If any of those are compromised, ROAS becomes an impressive-looking number that tells you nothing of use.
Why I’m So Annoying About Ad Attribution
A lot of teams treat purchase value like one metric among many. It is not a metric, it is the metric. It can be a pain to set up if you don’t have technical web experience, but without it, you are effectively flying blind.
Bad data is just as bad as no data. If a platform is receiving distorted purchase values (because of broken event wiring, bad or incomplete API packet fields, missing taxes or shipping, duplicate events, partial data, offline conversions not being uploaded, etc.), you can end up optimizing on a mirage. You will “scale” what only looks efficient because the measurement system is undercounting cost or overcounting revenue.
For us at CaJu, the tracking layer is part of the creative process because it determines whether your gut feelings or hunches about art direction have any basis in reality. Justifying your work becomes much easier if you can show someone, to the dollar, how much money you’ve made for them.
I want to get ahead of an objection here. There are industries, like the one we work in, that sell a service or a product with relatively low rates of return customers or intrinsically high churn that cannot logically attribute a singular dollar amount to an online action.
The trick is to rework your lead generation pipeline into a value model.
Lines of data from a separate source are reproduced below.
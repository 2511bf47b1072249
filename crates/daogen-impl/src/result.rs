// SPDX-FileCopyrightText: 2025-2026 RAprogramm <andrey.rozanov.vl@gmail.com>
// SPDX-License-Identifier: MIT

//! Result binder family.
//!
//! A read is lowered in two steps. [`adapt`] emits the cursor consumption
//! (query, row reads, close, return), parameterized by the handle and the
//! signal it runs with. One of four delivery wrappers then places that
//! block in the method body:
//!
//! | Concurrency | Wrapper | Runs on |
//! |-------------|---------|---------|
//! | Direct | [`direct`] | caller thread |
//! | Future | [`future`] | blocking pool, `QueryFuture` |
//! | Stream | [`stream`] | blocking pool, per invalidation |
//! | Suspend | [`suspend`] | blocking pool, callback delivery |
//!
//! The wrappers are shared with the write, shortcut, transaction and raw
//! binders: they take any [`Work`] producing `Result<V, DaoError>`.
//!
//! # Release policy
//!
//! A statement built by the method is owned and dropped on every exit
//! path ([`ReleasePolicy::Release`]). A statement borrowed from the caller
//! is only read ([`ReleasePolicy::Retain`]); asynchronous wrappers clone it
//! before moving it off the caller's thread. The cursor is closed
//! explicitly after the last row and by `Drop` on early returns.

pub mod adapt;
pub mod direct;
pub mod future;
pub mod stream;
pub mod suspend;

use proc_macro2::TokenStream;
use quote::quote;

use crate::{
    classify::{Shape, concurrency_name},
    context::Context,
    error::GenerateError,
    model::{Concurrency, Method}
};

/// Who owns the statement a read runs.
#[derive(Debug, Clone, Copy, PartialEq, Eq)]
pub enum ReleasePolicy {
    /// The method owns `_statement` and drops it.
    Release,

    /// The statement belongs to the caller.
    Retain
}

/// Statement handed to a result binder.
#[derive(Debug, Clone)]
pub struct Statement {
    setup:    TokenStream,
    policy:   ReleasePolicy,
    borrowed: TokenStream
}

impl Statement {
    /// Statement declared as `_statement` by `setup`.
    pub fn owned(setup: TokenStream) -> Self {
        Self {
            setup,
            policy: ReleasePolicy::Release,
            borrowed: TokenStream::new()
        }
    }

    /// Statement borrowed from the caller as `expr: &SqlQuery`.
    pub fn borrowed(expr: TokenStream) -> Self {
        Self {
            setup:    TokenStream::new(),
            policy:   ReleasePolicy::Retain,
            borrowed: expr
        }
    }

    /// Release policy.
    pub fn policy(&self) -> ReleasePolicy {
        self.policy
    }

    /// Setup and reference for use on the caller's thread.
    fn in_place(&self) -> (TokenStream, TokenStream) {
        match self.policy() {
            ReleasePolicy::Release => (self.setup.clone(), quote!(&_statement)),
            ReleasePolicy::Retain => (TokenStream::new(), self.borrowed.clone())
        }
    }

    /// Setup and reference for use inside a `move` closure.
    fn moved(&self) -> (TokenStream, TokenStream) {
        match self.policy() {
            ReleasePolicy::Release => (self.setup.clone(), quote!(&_statement)),
            ReleasePolicy::Retain => {
                let borrowed = &self.borrowed;
                (
                    quote!(let _statement = ::std::clone::Clone::clone(#borrowed);),
                    quote!(&_statement)
                )
            }
        }
    }
}

/// Work a delivery wrapper schedules.
#[derive(Debug, Clone)]
pub struct Work {
    /// Statements run on the caller's thread first.
    pub setup:          TokenStream,
    /// Statements capturing what the closure needs from `self`.
    pub capture:        TokenStream,
    /// Closure body evaluating to `Result<V, DaoError>`.
    pub body:           TokenStream,
    /// Value type `V`.
    pub value:          TokenStream,
    /// Wrap the body in a transaction.
    pub in_transaction: bool
}

/// A read query ready for lowering.
#[derive(Debug, Clone)]
pub struct ReadRequest<'s, 'a> {
    /// Statement to run.
    pub statement:      Statement,
    /// Result shape.
    pub shape:          &'s Shape<'a>,
    /// Observed tables for streams.
    pub tables:         &'s [String],
    /// Run inside a transaction.
    pub in_transaction: bool
}

/// Lower a read into a method body for `concurrency`.
///
/// # Errors
///
/// Propagates row-adapter collisions from the registry.
pub fn bind(
    ctx: &mut Context<'_>,
    concurrency: Concurrency,
    request: ReadRequest<'_, '_>
) -> Result<TokenStream, GenerateError> {
    let row = adapt::row(ctx, &request.shape.row)?;
    let value = &request.shape.value;
    let value = quote!(#value);

    let body = match concurrency {
        Concurrency::Direct => {
            let (setup, statement) = request.statement.in_place();
            let consume = adapt::consume(ctx, adapt::Consume {
                db:        quote!(self.__db),
                statement: &statement,
                signal:    quote!(::std::option::Option::None),
                shape:     request.shape,
                row:       &row,
                streaming: false
            });
            direct::wrap(Work {
                setup,
                capture: TokenStream::new(),
                body: consume,
                value,
                in_transaction: request.in_transaction
            })
        }
        Concurrency::Future | Concurrency::Suspend => {
            let (setup, statement) = request.statement.moved();
            let consume = adapt::consume(ctx, adapt::Consume {
                db:        quote!(__db),
                statement: &statement,
                signal:    quote!(::std::option::Option::Some(_signal)),
                shape:     request.shape,
                row:       &row,
                streaming: false
            });
            let work = Work {
                setup,
                capture: capture_db(),
                body: consume,
                value,
                in_transaction: request.in_transaction
            };
            if concurrency == Concurrency::Future {
                future::wrap(ctx, work)
            } else {
                suspend::wrap(ctx, work)
            }
        }
        Concurrency::Stream => {
            let (setup, statement) = request.statement.moved();
            let consume = adapt::consume(ctx, adapt::Consume {
                db:        quote!(__db),
                statement: &statement,
                signal:    quote!(::std::option::Option::None),
                shape:     request.shape,
                row:       &row,
                streaming: true
            });
            stream::wrap(ctx, Work {
                setup,
                capture: capture_db(),
                body: consume,
                value,
                in_transaction: request.in_transaction
            }, request.tables)
        }
    };
    Ok(body)
}

/// Place `work` for a delivery kind other than streaming.
///
/// # Errors
///
/// [`GenerateError::UnsupportedConcurrency`] for streams.
pub fn deliver(
    ctx: &Context<'_>,
    method: &Method,
    category: &'static str,
    work: Work
) -> Result<TokenStream, GenerateError> {
    match method.concurrency {
        Concurrency::Direct => Ok(direct::wrap(work)),
        Concurrency::Future => Ok(future::wrap(ctx, work)),
        Concurrency::Suspend => Ok(suspend::wrap(ctx, work)),
        Concurrency::Stream => Err(GenerateError::UnsupportedConcurrency {
            method: method.name.to_string(),
            category,
            concurrency: concurrency_name(Concurrency::Stream)
        })
    }
}

/// Database handle as seen from a body delivered with `concurrency`.
pub fn handle(concurrency: Concurrency) -> TokenStream {
    match concurrency {
        Concurrency::Direct => quote!(self.__db),
        _ => quote!(__db)
    }
}

/// `let __db = Arc::clone(&self.__db);`
pub fn capture_db() -> TokenStream {
    quote!(let __db = ::std::sync::Arc::clone(&self.__db);)
}

/// Declared value type, `()` for none.
pub fn value_type(method: &Method) -> TokenStream {
    match &method.returns {
        Some(ty) => quote!(#ty),
        None => quote!(())
    }
}

#[cfg(test)]
mod tests {
    use syn::parse_quote;

    use super::*;
    use crate::{
        Options,
        classify::{Multiplicity, Row},
        model::{Entity, Field, InterfaceModel}
    };

    fn compact(tokens: &TokenStream) -> String {
        tokens.to_string().replace(' ', "")
    }

    fn user() -> Entity {
        Entity::new("User", "users").field(Field::new("id", "id"))
    }

    fn request<'s, 'a>(shape: &'s Shape<'a>, statement: Statement) -> ReadRequest<'s, 'a> {
        ReadRequest {
            statement,
            shape,
            tables: &[],
            in_transaction: false
        }
    }

    #[test]
    fn direct_single_entity() {
        let model = InterfaceModel::new("Dao");
        let mut ctx = Context::new(&model, &Options::default());
        let user = user();
        let shape = Shape {
            multiplicity: Multiplicity::Single,
            row:          Row::Entity(&user),
            value:        parse_quote!(User)
        };
        let setup = quote!(let _statement = ::daogen_core::SqlQuery::acquire("SELECT * FROM users", 0usize););
        let body = bind(&mut ctx, Concurrency::Direct, request(&shape, Statement::owned(setup))).unwrap();
        let code = compact(&body);
        assert!(code.contains("letmut_cursor=self.__db.query(&_statement,::std::option::Option::None)?;"));
        assert!(code.contains("Self::__entity_cursor_converter_user(&_cursor)?"));
        assert!(code.contains("::daogen_core::DaoError::MissingResult"));
        assert!(code.contains("_cursor.close();"));
        let (_, rows, _) = ctx.registry.into_parts();
        assert_eq!(rows.len(), 1);
    }

    #[test]
    fn retained_statement_is_cloned_for_futures() {
        let model = InterfaceModel::new("Dao");
        let mut ctx = Context::new(&model, &Options::default());
        let shape = Shape {
            multiplicity: Multiplicity::List,
            row:          Row::Scalar(parse_quote!(i64)),
            value:        parse_quote!(Vec<i64>)
        };
        let statement = Statement::borrowed(quote!(query));
        assert_eq!(statement.policy(), ReleasePolicy::Retain);
        let body = bind(&mut ctx, Concurrency::Future, request(&shape, statement.clone())).unwrap();
        let code = compact(&body);
        assert!(code.starts_with("let_statement=::std::clone::Clone::clone(query);"));
        assert!(code.contains("__db.query(&_statement,::std::option::Option::Some(_signal))?"));

        let body = bind(&mut ctx, Concurrency::Direct, request(&shape, statement)).unwrap();
        assert!(compact(&body).contains("self.__db.query(query,::std::option::Option::None)?"));
    }

    #[test]
    fn stream_skips_missing_single_rows() {
        let model = InterfaceModel::new("Dao");
        let mut ctx = Context::new(&model, &Options::default());
        let shape = Shape {
            multiplicity: Multiplicity::Single,
            row:          Row::Scalar(parse_quote!(i64)),
            value:        parse_quote!(i64)
        };
        let tables = ["users".to_owned()];
        let setup = quote!(let _statement = ::daogen_core::SqlQuery::acquire("SELECT COUNT(*) FROM users", 0usize););
        let req = ReadRequest {
            statement:      Statement::owned(setup),
            shape:          &shape,
            tables:         &tables,
            in_transaction: true
        };
        let code = compact(&bind(&mut ctx, Concurrency::Stream, req).unwrap());
        assert!(code.contains("create_stream(&self.__db,true,&[\"users\"]"));
        assert!(code.contains("return::std::result::Result::Ok(::std::option::Option::None);"));
        assert!(code.contains("::std::result::Result::Ok(::std::option::Option::Some(_result))"));
    }
}
// SPDX-FileCopyrightText: 2025-2026 RAprogramm <andrey.rozanov.vl@gmail.com>
// SPDX-License-Identifier: MIT

//! Prepared write statements.

use quote::quote;
use syn::Ident;

use super::HelperRequest;
use crate::{context::Context, error::GenerateError, naming::snake};

/// Shared statement of the write method `method`.
///
/// Only templates with a fixed slot count may be prepared.
pub fn prepared_statement(
    ctx: &mut Context<'_>,
    method: &Ident,
    sql: &str,
    arg_count: usize
) -> Result<Ident, GenerateError> {
    let rt = &ctx.runtime;
    let ty = quote!(#rt::SharedStatement);
    let init = quote!(#rt::SharedStatement::new(#sql, #arg_count));
    ctx.registry.request(HelperRequest {
        key: format!("prepared:{method}"),
        fingerprint: format!("{sql}/{arg_count}"),
        name: format!("__prepared_stmt_of_{}", snake(method)),
        ty,
        init
    })
}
If you are in real estate, digital marketing, or any other high-ticket services, B2B, or anything where your conversions are leads, you can estimate attribution value using expected value:
Lead Value = (Lead-to-close rate) × (Average gross profit per closed deal)
A loose example: if roughly 3% of your leads close, and the average gross profit per deal is $10,000, then an average lead is “worth” $300 in expected gross profit. That is the number you can feed back into your reporting and optimization, realistically by importing offline conversion outcomes, so the platform learns which leads turned into real revenue.
If your business is, say, a bar, you may need to get creative about how you’re identifying which patrons are there because of one of your ads or forms. My advice would be to return to basics: “mention this ad” or “scan this code for a coupon” in return for a small discount. Use different codes and coupons for different ads so you know which brings in which patrons. Then just make sure to capture the total value of those patrons’ purchases and upload them later as offline attributions to the appropriate ads.
Two small, final, and mighty notes on attribution.
First, you have to be conservative. Inflate your attribution value, and you will convince yourself you have a money printer when you may have a money furnace.
Second, the goal is not to be perfectly correct on day one. The goal is to have a model that becomes more accurate as you collect outcomes.
What is a “good ROAS”?
The standard answer is: it depends on your margins, your goals, and your industry.
The practical answer is: for most businesses, anything above 2x ROAS, so long as it remains steady, can be scaled to the point where it becomes “good.”
It does depend, though. A 2x ROAS can be excellent for a business with strong margins and high lifetime value. It can be unprofitable for a business with thin margins, high fulfillment costs, or heavy overhead. This is where ROAS can get sloppy because many people confuse “revenue back” with “profit earned.”
A useful way to ground this is break-even ROAS. “Break-even ROAS” means the minimum ROAS you need so your ads do not lose money. Your “margin” is the part of each sale you keep after product costs and other costs that scale with sales. If you keep 40% of each sale (40 cents per $1), then you need $2.50 in revenue for every $1 in ad spend to break even (2.5 ROAS). If you keep 25%, you need 4.0 ROAS. If you keep 70%, you need about 1.43 ROAS.
Now that said, if I were a cautious educator, I would say that the ROAS that works for you takes a lot of time and study to determine, and that’d be true. However, I’m only cautious when it’s advantageous to be so, and for ads, 90% of the time, if your ad is doubling the money you’re putting into it month after month, it’s scalable. So caution be dammed, 2x ROAS is good.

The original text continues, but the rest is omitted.